## [What the task asks]
Start your answer with the line containing "u64, to: PeerIdentity" and end it with the last line of the records below, retyping every line between exactly and adding nothing.

- - - - -

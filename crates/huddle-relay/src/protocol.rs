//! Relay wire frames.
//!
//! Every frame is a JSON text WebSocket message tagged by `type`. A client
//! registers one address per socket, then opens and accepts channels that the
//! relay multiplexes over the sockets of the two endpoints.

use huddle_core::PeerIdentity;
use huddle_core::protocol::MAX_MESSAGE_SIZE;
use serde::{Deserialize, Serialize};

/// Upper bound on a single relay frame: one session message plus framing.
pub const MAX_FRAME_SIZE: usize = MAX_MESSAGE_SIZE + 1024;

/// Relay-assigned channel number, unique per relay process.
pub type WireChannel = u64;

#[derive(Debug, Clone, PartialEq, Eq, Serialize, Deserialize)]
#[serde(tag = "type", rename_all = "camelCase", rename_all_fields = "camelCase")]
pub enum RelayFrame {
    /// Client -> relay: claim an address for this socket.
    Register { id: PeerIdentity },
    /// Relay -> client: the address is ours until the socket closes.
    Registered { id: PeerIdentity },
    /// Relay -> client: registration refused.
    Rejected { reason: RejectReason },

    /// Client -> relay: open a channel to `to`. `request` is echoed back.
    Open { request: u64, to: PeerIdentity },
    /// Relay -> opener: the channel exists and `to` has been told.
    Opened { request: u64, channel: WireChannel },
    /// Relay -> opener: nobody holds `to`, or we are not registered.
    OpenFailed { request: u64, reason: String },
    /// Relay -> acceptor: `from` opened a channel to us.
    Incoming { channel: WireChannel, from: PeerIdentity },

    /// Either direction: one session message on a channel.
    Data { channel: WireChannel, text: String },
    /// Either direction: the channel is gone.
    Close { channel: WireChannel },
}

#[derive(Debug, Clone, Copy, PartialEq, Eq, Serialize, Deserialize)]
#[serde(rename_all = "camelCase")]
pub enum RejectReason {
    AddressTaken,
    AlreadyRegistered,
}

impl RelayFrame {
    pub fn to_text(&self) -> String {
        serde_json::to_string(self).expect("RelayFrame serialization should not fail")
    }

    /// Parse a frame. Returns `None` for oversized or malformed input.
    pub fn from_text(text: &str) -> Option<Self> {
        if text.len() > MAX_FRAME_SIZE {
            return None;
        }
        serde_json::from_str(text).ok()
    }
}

- - - - -

## [Output]
    Open { request: u64, to: PeerIdentity },
    /// Relay -> opener: the channel exists and `to` has been told.
    Opened { request: u64, channel: WireChannel },
    /// Relay -> opener: nobody holds `to`, or we are not registered.
    OpenFailed { request: u64, reason: String },
    /// Relay -> acceptor: `from` opened a channel to us.
    Incoming { channel: WireChannel, from: PeerIdentity },

    /// Either direction: one session message on a channel.
    Data { channel: WireChannel, text: String },
    /// Either direction: the channel is gone.
    Close { channel: WireChannel },
}

#[derive(Debug, Clone, Copy, PartialEq, Eq, Serialize, Deserialize)]
#[serde(rename_all = "camelCase")]
pub enum RejectReason {
    AddressTaken,
    AlreadyRegistered,
}

impl RelayFrame {
    pub fn to_text(&self) -> String {
        serde_json::to_string(self).expect("RelayFrame serialization should not fail")
    }

    /// Parse a frame. Returns `None` for oversized or malformed input.
    pub fn from_text(text: &str) -> Option<Self> {
        if text.len() > MAX_FRAME_SIZE {
            return None;
        }
        serde_json::from_str(text).ok()
    }
}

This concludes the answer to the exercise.